Data: Begin

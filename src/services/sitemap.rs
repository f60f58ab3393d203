// Sitemap - one <url><loc> per article at its canonical public path

use crate::{
    config::SiteConfig,
    entities::articles_collection,
    error::AppResult,
    infrastructure::DocumentStore,
};

const SITEMAP_NAMESPACE: &str = "http://www.sitemaps.org/schemas/sitemap/0.9";

fn escape_xml(value: &str) -> String {
    let mut escaped = String::with_capacity(value.len());
    for c in value.chars() {
        match c {
            '&' => escaped.push_str("&amp;"),
            '<' => escaped.push_str("&lt;"),
            '>' => escaped.push_str("&gt;"),
            '"' => escaped.push_str("&quot;"),
            '\'' => escaped.push_str("&apos;"),
            _ => escaped.push(c),
        }
    }
    escaped
}

pub fn render_sitemap<'a, I>(site: &SiteConfig, slugs: I) -> String
where
    I: IntoIterator<Item = &'a str>,
{
    let mut xml = format!(
        "<?xml version=\"1.0\" encoding=\"UTF-8\"?>\n<urlset xmlns=\"{}\">\n",
        SITEMAP_NAMESPACE
    );
    for slug in slugs {
        xml.push_str("<url><loc>");
        xml.push_str(&escape_xml(&site.article_url(slug)));
        xml.push_str("</loc></url>\n");
    }
    xml.push_str("</urlset>");
    xml
}

/// The document id is the slug, so no field decoding is needed.
pub async fn build_sitemap(store: &dyn DocumentStore, site: &SiteConfig) -> AppResult<String> {
    let documents = store.scan(&articles_collection()).await?;
    Ok(render_sitemap(site, documents.iter().map(|doc| doc.id.as_str())))
}

#[cfg(test)]
mod tests {
    use super::*;
    use crate::entities::article_path;
    use crate::infrastructure::SqliteDocumentStore;
    use serde_json::{json, Map};

    #[test]
    fn test_empty_sitemap_is_well_formed() {
        let xml = render_sitemap(&SiteConfig::new("https://blog.test"), Vec::<&str>::new());
        assert_eq!(
            xml,
            "<?xml version=\"1.0\" encoding=\"UTF-8\"?>\n<urlset xmlns=\"http://www.sitemaps.org/schemas/sitemap/0.9\">\n</urlset>"
        );
    }

    #[test]
    fn test_locations_are_escaped() {
        let xml = render_sitemap(&SiteConfig::new("https://blog.test/"), ["a&b"]);
        assert!(xml.contains("<url><loc>https://blog.test/articles/a&amp;b</loc></url>\n"));
    }

    #[tokio::test]
    async fn test_one_entry_per_article() {
        let store = SqliteDocumentStore::new_in_memory().await.unwrap();
        for slug in ["first-post", "second-post"] {
            let mut fields = Map::new();
            fields.insert("title".to_string(), json!(slug));
            store.create(&article_path(slug), fields).await.unwrap();
        }

        let xml = build_sitemap(&store, &SiteConfig::new("https://blog.test")).await.unwrap();
        assert_eq!(xml.matches("<url>").count(), 2);
        assert!(xml.contains("<loc>https://blog.test/articles/first-post</loc>"));
        assert!(xml.contains("<loc>https://blog.test/articles/second-post</loc>"));
        assert!(xml.ends_with("</urlset>"));
    }
}
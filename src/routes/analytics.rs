use axum::{
    extract::{Path as AxumPath, Query, State},
    response::Json,
    routing::get,
    Router,
};
use serde::Deserialize;

use crate::{
    app_state::AppState,
    error::AppError,
    services::{
        ActivityPeriod, ActivityReport, AnalyticsSummary, ArticleAnalytics, TrendingArticle,
        DEFAULT_TRENDING_LIMIT,
    },
};

#[derive(Debug, Deserialize)]
pub struct TrendingQuery {
    pub limit: Option<usize>,
}

#[derive(Debug, Deserialize)]
pub struct ActivityQuery {
    pub period: Option<String>,
}

pub async fn summary_handler(
    State(state): State<AppState>,
) -> Result<Json<AnalyticsSummary>, AppError> {
    Ok(Json(state.analytics.summary().await?))
}

pub async fn trending_handler(
    State(state): State<AppState>,
    Query(params): Query<TrendingQuery>,
) -> Result<Json<Vec<TrendingArticle>>, AppError> {
    let limit = params.limit.unwrap_or(DEFAULT_TRENDING_LIMIT);
    Ok(Json(state.analytics.trending(limit).await?))
}

pub async fn activity_handler(
    State(state): State<AppState>,
    Query(params): Query<ActivityQuery>,
) -> Result<Json<ActivityReport>, AppError> {
    let period: ActivityPeriod = params
        .period
        .as_deref()
        .ok_or_else(|| AppError::BadRequest("period is required".to_string()))?
        .parse()?;
    Ok(Json(state.analytics.activity(period).await?))
}

pub async fn detail_handler(
    State(state): State<AppState>,
    AxumPath(slug): AxumPath<String>,
) -> Result<Json<ArticleAnalytics>, AppError> {
    Ok(Json(state.analytics.detail(&slug).await?))
}

pub fn analytics_routes() -> Router<AppState> {
    Router::new()
        .route("/analytics/summary", get(summary_handler))
        .route("/analytics/trending", get(trending_handler))
        .route("/analytics/activity", get(activity_handler))
        .route("/analytics/{slug}/detail", get(detail_handler))
}
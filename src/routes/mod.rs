// HTTP surface - one module per resource group

pub mod analytics;
pub mod articles;
pub mod comments;
pub mod engagement;
pub mod forms;
pub mod sitemap;

use axum::Router;
use tower::ServiceBuilder;
use tower_http::{cors::CorsLayer, trace::TraceLayer};

use crate::app_state::AppState;

pub fn create_blog_router(state: AppState) -> Router {
    Router::new()
        .merge(articles::article_routes(state.max_upload_bytes))
        .merge(comments::comment_routes())
        .merge(engagement::engagement_routes())
        .merge(analytics::analytics_routes())
        .merge(sitemap::site_routes())
        .layer(
            ServiceBuilder::new()
                .layer(TraceLayer::new_for_http())
                .layer(CorsLayer::permissive()),
        )
        .with_state(state)
}
// Engines over the document store, blob store and site identity

pub mod analytics_service;
pub mod article_service;
pub mod comment_service;
pub mod engagement_service;
pub mod sitemap;
pub mod social_metadata;

pub use analytics_service::{
    ActivityPeriod, ActivityReport, AnalyticsService, AnalyticsSummary, ArticleAnalytics,
    EngagementCounters, TrendingArticle, DEFAULT_TRENDING_LIMIT,
};
pub use article_service::{
    ArticleDraft, ArticlePatch, ArticleService, ListArticles, DEFAULT_PAGE_SIZE, MAX_PAGE_SIZE,
};
pub use comment_service::{CommentService, DEFAULT_COMMENT_LIMIT, MAX_COMMENT_LIMIT};
pub use engagement_service::{EngagementService, LikeOutcome};
pub use sitemap::{build_sitemap, render_sitemap};
pub use social_metadata::{build_share_payload, SharePayload};
// Social metadata - Open Graph tags and pre-filled share links for an article.
// Pure functions of the article and the public site identity.

use serde::Serialize;
use std::collections::BTreeMap;

use crate::config::SiteConfig;
use crate::entities::{truncate_chars, Article};

pub const DESCRIPTION_CHARS: usize = 150;

const IMAGE_EXTENSIONS: [&str; 6] = [".jpg", ".jpeg", ".png", ".gif", ".webp", ".svg"];

/// Response of a share action.
#[derive(Debug, Clone, PartialEq, Serialize)]
pub struct SharePayload {
    pub shared: bool,
    pub shares_count: u64,
    pub share_url: String,
    pub title: String,
    pub description: String,
    pub image: String,
    pub og: BTreeMap<String, String>,
    pub share_links: BTreeMap<String, String>,
}

fn display_title(article: &Article) -> &str {
    if article.title.trim().is_empty() {
        "Article"
    } else {
        &article.title
    }
}

/// Meta description (or content when absent), capped at 150 characters
/// with an ellipsis when cut.
pub fn share_description(article: &Article) -> String {
    let source = article
        .meta_description
        .as_deref()
        .filter(|d| !d.trim().is_empty())
        .unwrap_or(&article.content);

    if source.chars().count() > DESCRIPTION_CHARS {
        format!("{}...", truncate_chars(source, DESCRIPTION_CHARS))
    } else {
        source.to_string()
    }
}

/// Thumbnail, else the first media URL that looks like an image, else the site default.
pub fn share_image(article: &Article, site: &SiteConfig) -> String {
    if let Some(thumbnail) = article.thumbnail_url.as_deref().filter(|t| !t.is_empty()) {
        return thumbnail.to_string();
    }

    article
        .media_urls
        .iter()
        .find(|url| {
            let lowered = url.to_lowercase();
            IMAGE_EXTENSIONS.iter().any(|ext| lowered.ends_with(ext))
        })
        .cloned()
        .unwrap_or_else(|| site.default_image.clone())
}

pub fn open_graph_tags(article: &Article, site: &SiteConfig) -> BTreeMap<String, String> {
    BTreeMap::from([
        ("og:title".to_string(), display_title(article).to_string()),
        ("og:description".to_string(), share_description(article)),
        ("og:image".to_string(), share_image(article, site)),
        ("og:url".to_string(), site.article_url(&article.id)),
        ("og:type".to_string(), "article".to_string()),
    ])
}

pub fn share_links(article: &Article, site: &SiteConfig) -> BTreeMap<String, String> {
    let url = site.article_url(&article.id);
    let title = display_title(article);
    let description = share_description(article);

    let enc_url = urlencoding::encode(&url);
    let enc_title = urlencoding::encode(title);

    BTreeMap::from([
        (
            "twitter".to_string(),
            format!("https://twitter.com/intent/tweet?text={}&url={}", enc_title, enc_url),
        ),
        (
            "facebook".to_string(),
            format!("https://www.facebook.com/sharer/sharer.php?u={}", enc_url),
        ),
        (
            "linkedin".to_string(),
            format!("https://www.linkedin.com/sharing/share-offsite/?url={}", enc_url),
        ),
        (
            "whatsapp".to_string(),
            format!("https://wa.me/?text={}", urlencoding::encode(&format!("{} {}", title, url))),
        ),
        (
            "email".to_string(),
            format!(
                "mailto:?subject={}&body={}",
                enc_title,
                urlencoding::encode(&format!("{}\n\n{}", description, url))
            ),
        ),
    ])
}

pub fn build_share_payload(article: &Article, site: &SiteConfig) -> SharePayload {
    SharePayload {
        shared: true,
        shares_count: article.shares_count,
        share_url: site.article_url(&article.id),
        title: display_title(article).to_string(),
        description: share_description(article),
        image: share_image(article, site),
        og: open_graph_tags(article, site),
        share_links: share_links(article, site),
    }
}

#[cfg(test)]
mod tests {
    use super::*;

    fn site() -> SiteConfig {
        SiteConfig::new("https://blog.test")
    }

    fn article() -> Article {
        Article {
            id: "hello-world".to_string(),
            slug: "hello-world".to_string(),
            title: "Hello & Goodbye".to_string(),
            content: "Body text".to_string(),
            ..Default::default()
        }
    }

    #[test]
    fn test_description_truncation() {
        let mut long = article();
        long.meta_description = Some("y".repeat(151));
        let description = share_description(&long);
        assert_eq!(description, format!("{}...", "y".repeat(150)));

        let mut exact = article();
        exact.meta_description = Some("z".repeat(150));
        assert_eq!(share_description(&exact), "z".repeat(150));

        assert_eq!(share_description(&article()), "Body text");
    }

    #[test]
    fn test_image_fallbacks() {
        let site = site();
        let mut a = article();
        assert_eq!(share_image(&a, &site), "https://blog.test/static/default-og.png");

        a.media_urls = vec!["https://cdn/clip.mp4".to_string(), "https://cdn/pic.JPG".to_string()];
        assert_eq!(share_image(&a, &site), "https://cdn/pic.JPG");

        a.thumbnail_url = Some("https://cdn/thumb.png".to_string());
        assert_eq!(share_image(&a, &site), "https://cdn/thumb.png");
    }

    #[test]
    fn test_open_graph_tags() {
        let tags = open_graph_tags(&article(), &site());
        assert_eq!(tags["og:title"], "Hello & Goodbye");
        assert_eq!(tags["og:url"], "https://blog.test/articles/hello-world");
        assert_eq!(tags["og:type"], "article");
    }

    #[test]
    fn test_share_links_are_encoded() {
        let links = share_links(&article(), &site());
        assert_eq!(links.len(), 5);
        assert_eq!(
            links["twitter"],
            "https://twitter.com/intent/tweet?text=Hello%20%26%20Goodbye&url=https%3A%2F%2Fblog.test%2Farticles%2Fhello-world"
        );
        assert_eq!(
            links["facebook"],
            "https://www.facebook.com/sharer/sharer.php?u=https%3A%2F%2Fblog.test%2Farticles%2Fhello-world"
        );
        assert!(links["linkedin"].starts_with("https://www.linkedin.com/sharing/share-offsite/?url=https%3A%2F%2F"));
        assert!(links["whatsapp"].starts_with("https://wa.me/?text=Hello%20%26%20Goodbye%20https%3A"));
        assert!(links["email"].starts_with("mailto:?subject=Hello%20%26%20Goodbye&body=Body%20text%0A%0Ahttps%3A"));
    }
}
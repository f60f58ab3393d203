use std::sync::Arc;

use crate::{
    config::{Config, SiteConfig, DEFAULT_MAX_UPLOAD_BYTES},
    infrastructure::{
        BlobStore, DocumentStore, IdentityVerifier, JwtIdentityVerifier, LocalBlobStore,
        SqliteDocumentStore,
    },
    services::{AnalyticsService, ArticleService, CommentService, EngagementService},
};

/// Shared by every handler. Collaborators sit behind `Arc<dyn ...>` so tests
/// can swap in their own.
#[derive(Clone)]
pub struct AppState {
    pub site: SiteConfig,
    pub store: Arc<dyn DocumentStore>,
    pub verifier: Arc<dyn IdentityVerifier>,
    pub articles: ArticleService,
    pub engagement: EngagementService,
    pub comments: CommentService,
    pub analytics: AnalyticsService,
    pub max_upload_bytes: usize,
}

impl AppState {
    pub async fn new(config: &Config) -> anyhow::Result<Self> {
        // Initialize document store
        let store = SqliteDocumentStore::new(&config.database.url).await?;

        let blobs = LocalBlobStore::new(&config.storage.media_dir, &config.storage.public_base_url);
        let verifier = JwtIdentityVerifier::new(&config.auth);

        Ok(Self::with_collaborators(
            config.site.clone(),
            Arc::new(store),
            Arc::new(blobs),
            Arc::new(verifier),
        )
        .with_upload_limit(config.storage.max_upload_bytes))
    }

    pub fn with_collaborators(
        site: SiteConfig,
        store: Arc<dyn DocumentStore>,
        blobs: Arc<dyn BlobStore>,
        verifier: Arc<dyn IdentityVerifier>,
    ) -> Self {
        Self {
            articles: ArticleService::new(store.clone(), blobs),
            engagement: EngagementService::new(store.clone(), site.clone()),
            comments: CommentService::new(store.clone()),
            analytics: AnalyticsService::new(store.clone()),
            site,
            store,
            verifier,
            max_upload_bytes: DEFAULT_MAX_UPLOAD_BYTES,
        }
    }

    pub fn with_upload_limit(mut self, max_upload_bytes: usize) -> Self {
        self.max_upload_bytes = max_upload_bytes;
        self
    }
}
// EngagementService - likes (toggle per principal), shares and views.
// Every counter change rides in the same store operation as the record it mirrors.

use chrono::Utc;
use serde::Serialize;
use std::sync::Arc;
use tracing::{info, instrument};

use crate::{
    config::SiteConfig,
    entities::{article_path, Article, Like, LIKES_SUBCOLLECTION},
    error::{AppError, AppResult},
    infrastructure::{to_fields, DocumentStore, FieldUpdate},
    services::{
        article_service::article_not_found,
        social_metadata::{build_share_payload, SharePayload},
    },
};

#[derive(Debug, Clone, Copy, PartialEq, Eq, Serialize)]
pub struct LikeOutcome {
    pub liked: bool,
    pub likes_count: u64,
}

#[derive(Clone)]
pub struct EngagementService {
    store: Arc<dyn DocumentStore>,
    site: SiteConfig,
}

impl EngagementService {
    pub fn new(store: Arc<dyn DocumentStore>, site: SiteConfig) -> Self {
        Self { store, site }
    }

    /// Absent -> Present or Present -> Absent for one (article, principal).
    ///
    /// Runs as one transaction that opens with a write (deleting the like
    /// record), so two concurrent toggles by the same principal are
    /// serialised by the store and each sees the other's outcome.
    #[instrument(skip(self))]
    pub async fn toggle_like(&self, slug: &str, principal: &str) -> AppResult<LikeOutcome> {
        let article = article_path(slug);
        let like = article.collection(LIKES_SUBCOLLECTION).doc(principal);

        let mut tx = self.store.begin_transaction().await?;
        let liked = if tx.delete(&like).await? {
            tx.update(&article, &[FieldUpdate::increment(Article::FIELD_LIKES, -1)])
                .await
                .map_err(article_not_found)?;
            false
        } else {
            tx.update(&article, &[FieldUpdate::increment(Article::FIELD_LIKES, 1)])
                .await
                .map_err(article_not_found)?;
            let record = Like {
                user_id: principal.to_string(),
                created_at: Utc::now(),
            };
            tx.create(&like, to_fields(&record)?).await?;
            true
        };

        let document = tx
            .get(&article)
            .await?
            .ok_or_else(|| AppError::NotFound("Article not found".to_string()))?;
        let likes_count = Article::from_document(&document)?.likes_count;
        tx.commit().await?;

        info!("{} {} {}", principal, if liked { "liked" } else { "unliked" }, slug);
        Ok(LikeOutcome { liked, likes_count })
    }

    /// Monotonic; no record of who shared.
    #[instrument(skip(self))]
    pub async fn share(&self, slug: &str) -> AppResult<SharePayload> {
        let path = article_path(slug);
        self.store
            .update(&path, &[FieldUpdate::increment(Article::FIELD_SHARES, 1)])
            .await
            .map_err(article_not_found)?;

        let document = self
            .store
            .get(&path)
            .await?
            .ok_or_else(|| AppError::NotFound("Article not found".to_string()))?;
        let article = Article::from_document(&document)?;
        Ok(build_share_payload(&article, &self.site))
    }

    pub async fn record_view(&self, slug: &str) -> AppResult<u64> {
        let path = article_path(slug);
        self.store
            .update(&path, &[FieldUpdate::increment(Article::FIELD_VIEWS, 1)])
            .await
            .map_err(article_not_found)?;

        let document = self
            .store
            .get(&path)
            .await?
            .ok_or_else(|| AppError::NotFound("Article not found".to_string()))?;
        Ok(Article::from_document(&document)?.views)
    }
}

Data: End

Problem requirements:
Check each line above for the word "first" and copy the ones that have it.

Your solution:
        for slug in ["first-post", "second-post"] {
        assert!(xml.contains("<loc>https://blog.test/articles/first-post</loc>"));
/// Thumbnail, else the first media URL that looks like an image, else the site default.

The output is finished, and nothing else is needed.